Dataset entries
○ ○ ○ ○ ○

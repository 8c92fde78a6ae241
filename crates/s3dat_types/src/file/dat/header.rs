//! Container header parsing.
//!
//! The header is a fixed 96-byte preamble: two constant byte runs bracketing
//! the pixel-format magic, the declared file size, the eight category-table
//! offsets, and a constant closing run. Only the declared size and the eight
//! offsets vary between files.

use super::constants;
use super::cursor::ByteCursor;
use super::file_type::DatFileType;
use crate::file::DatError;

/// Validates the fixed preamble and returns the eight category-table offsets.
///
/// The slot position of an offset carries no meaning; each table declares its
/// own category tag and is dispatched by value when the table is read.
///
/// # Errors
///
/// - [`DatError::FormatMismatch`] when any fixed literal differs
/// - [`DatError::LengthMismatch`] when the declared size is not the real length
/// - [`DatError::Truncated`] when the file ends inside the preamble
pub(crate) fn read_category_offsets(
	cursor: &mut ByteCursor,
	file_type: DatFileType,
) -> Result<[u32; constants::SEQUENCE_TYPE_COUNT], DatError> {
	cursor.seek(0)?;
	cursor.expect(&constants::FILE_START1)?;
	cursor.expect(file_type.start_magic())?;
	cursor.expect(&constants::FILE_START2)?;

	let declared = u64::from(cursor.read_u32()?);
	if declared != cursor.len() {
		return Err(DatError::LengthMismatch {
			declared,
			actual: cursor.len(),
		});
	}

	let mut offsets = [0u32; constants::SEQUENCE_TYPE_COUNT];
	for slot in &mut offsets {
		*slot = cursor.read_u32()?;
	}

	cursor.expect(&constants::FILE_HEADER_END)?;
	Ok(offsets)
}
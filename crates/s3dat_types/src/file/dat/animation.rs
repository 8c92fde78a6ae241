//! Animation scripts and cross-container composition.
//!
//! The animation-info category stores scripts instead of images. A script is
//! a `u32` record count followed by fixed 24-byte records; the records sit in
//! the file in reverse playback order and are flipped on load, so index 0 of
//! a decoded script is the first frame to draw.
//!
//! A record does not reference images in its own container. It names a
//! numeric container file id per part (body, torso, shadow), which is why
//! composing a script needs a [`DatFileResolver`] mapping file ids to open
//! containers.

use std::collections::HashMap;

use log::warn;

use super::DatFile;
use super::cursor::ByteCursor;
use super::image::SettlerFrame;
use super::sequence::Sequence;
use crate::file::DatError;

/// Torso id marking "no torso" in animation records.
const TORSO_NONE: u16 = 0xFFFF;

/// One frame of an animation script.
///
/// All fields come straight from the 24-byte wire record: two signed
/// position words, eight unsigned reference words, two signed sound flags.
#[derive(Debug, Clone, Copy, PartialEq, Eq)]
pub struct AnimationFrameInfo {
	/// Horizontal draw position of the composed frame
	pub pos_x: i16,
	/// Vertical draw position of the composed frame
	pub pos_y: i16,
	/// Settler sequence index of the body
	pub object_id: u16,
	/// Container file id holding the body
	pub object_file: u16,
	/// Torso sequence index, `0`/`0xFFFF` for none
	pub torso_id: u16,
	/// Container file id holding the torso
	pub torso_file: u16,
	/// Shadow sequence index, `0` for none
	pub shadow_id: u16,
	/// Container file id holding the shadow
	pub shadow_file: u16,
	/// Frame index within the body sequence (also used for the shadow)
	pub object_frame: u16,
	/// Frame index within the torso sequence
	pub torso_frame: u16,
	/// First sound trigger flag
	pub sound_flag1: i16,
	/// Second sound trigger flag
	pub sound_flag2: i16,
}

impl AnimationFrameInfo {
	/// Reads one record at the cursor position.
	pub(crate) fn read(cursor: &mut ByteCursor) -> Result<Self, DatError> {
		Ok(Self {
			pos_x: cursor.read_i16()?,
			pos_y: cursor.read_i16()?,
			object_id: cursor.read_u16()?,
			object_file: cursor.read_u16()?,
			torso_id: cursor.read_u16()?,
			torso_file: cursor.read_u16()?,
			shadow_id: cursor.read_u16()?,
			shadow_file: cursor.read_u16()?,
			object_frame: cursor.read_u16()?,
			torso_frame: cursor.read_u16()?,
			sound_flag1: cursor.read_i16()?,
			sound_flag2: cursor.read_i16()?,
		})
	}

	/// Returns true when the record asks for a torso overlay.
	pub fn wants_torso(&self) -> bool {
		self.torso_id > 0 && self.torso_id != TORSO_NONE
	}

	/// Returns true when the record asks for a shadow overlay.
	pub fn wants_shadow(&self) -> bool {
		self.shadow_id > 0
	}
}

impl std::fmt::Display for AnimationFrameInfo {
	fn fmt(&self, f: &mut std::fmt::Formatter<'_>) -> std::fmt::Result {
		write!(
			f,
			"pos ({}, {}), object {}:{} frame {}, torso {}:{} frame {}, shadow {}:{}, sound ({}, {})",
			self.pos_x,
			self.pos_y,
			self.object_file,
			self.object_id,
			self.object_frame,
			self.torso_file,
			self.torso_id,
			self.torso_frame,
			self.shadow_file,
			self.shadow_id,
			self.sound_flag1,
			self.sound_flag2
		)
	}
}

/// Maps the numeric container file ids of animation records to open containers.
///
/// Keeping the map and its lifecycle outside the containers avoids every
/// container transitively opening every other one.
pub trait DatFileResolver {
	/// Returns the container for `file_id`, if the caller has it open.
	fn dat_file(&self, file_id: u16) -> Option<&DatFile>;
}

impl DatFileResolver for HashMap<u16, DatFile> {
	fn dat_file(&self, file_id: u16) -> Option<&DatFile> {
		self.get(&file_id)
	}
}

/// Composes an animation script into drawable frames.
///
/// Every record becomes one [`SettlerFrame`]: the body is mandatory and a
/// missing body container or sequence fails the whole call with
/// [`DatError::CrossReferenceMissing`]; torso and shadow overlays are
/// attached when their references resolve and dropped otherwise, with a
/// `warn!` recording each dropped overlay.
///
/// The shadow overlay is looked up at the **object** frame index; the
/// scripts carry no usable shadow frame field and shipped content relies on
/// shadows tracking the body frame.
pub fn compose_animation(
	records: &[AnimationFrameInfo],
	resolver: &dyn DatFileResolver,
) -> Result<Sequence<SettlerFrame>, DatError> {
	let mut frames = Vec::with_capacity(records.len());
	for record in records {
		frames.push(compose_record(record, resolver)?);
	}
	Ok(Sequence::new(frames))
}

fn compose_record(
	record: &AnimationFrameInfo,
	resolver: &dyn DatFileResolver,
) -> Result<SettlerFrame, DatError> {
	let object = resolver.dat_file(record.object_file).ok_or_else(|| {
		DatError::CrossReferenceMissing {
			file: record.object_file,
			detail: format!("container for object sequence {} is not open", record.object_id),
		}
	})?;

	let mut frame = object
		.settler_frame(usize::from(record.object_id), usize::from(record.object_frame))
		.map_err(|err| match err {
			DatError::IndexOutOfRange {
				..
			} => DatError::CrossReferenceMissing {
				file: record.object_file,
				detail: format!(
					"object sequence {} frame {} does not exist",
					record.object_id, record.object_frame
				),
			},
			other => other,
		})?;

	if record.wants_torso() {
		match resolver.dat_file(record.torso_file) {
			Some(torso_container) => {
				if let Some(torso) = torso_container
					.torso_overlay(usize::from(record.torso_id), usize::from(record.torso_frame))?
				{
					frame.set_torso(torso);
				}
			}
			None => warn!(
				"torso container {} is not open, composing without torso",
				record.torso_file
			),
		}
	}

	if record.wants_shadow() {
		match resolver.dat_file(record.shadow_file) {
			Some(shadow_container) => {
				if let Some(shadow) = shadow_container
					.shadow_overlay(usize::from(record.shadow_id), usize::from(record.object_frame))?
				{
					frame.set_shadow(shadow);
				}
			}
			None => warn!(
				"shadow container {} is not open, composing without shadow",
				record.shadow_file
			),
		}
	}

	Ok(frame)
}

○ ○ ○ ○ ○

*Exercise description:*
Which lines of the data contain "detail"? Copy them all.

*Output of the exercise:*
			detail: format!("container for object sequence {} is not open", record.object_id),
				detail: format!(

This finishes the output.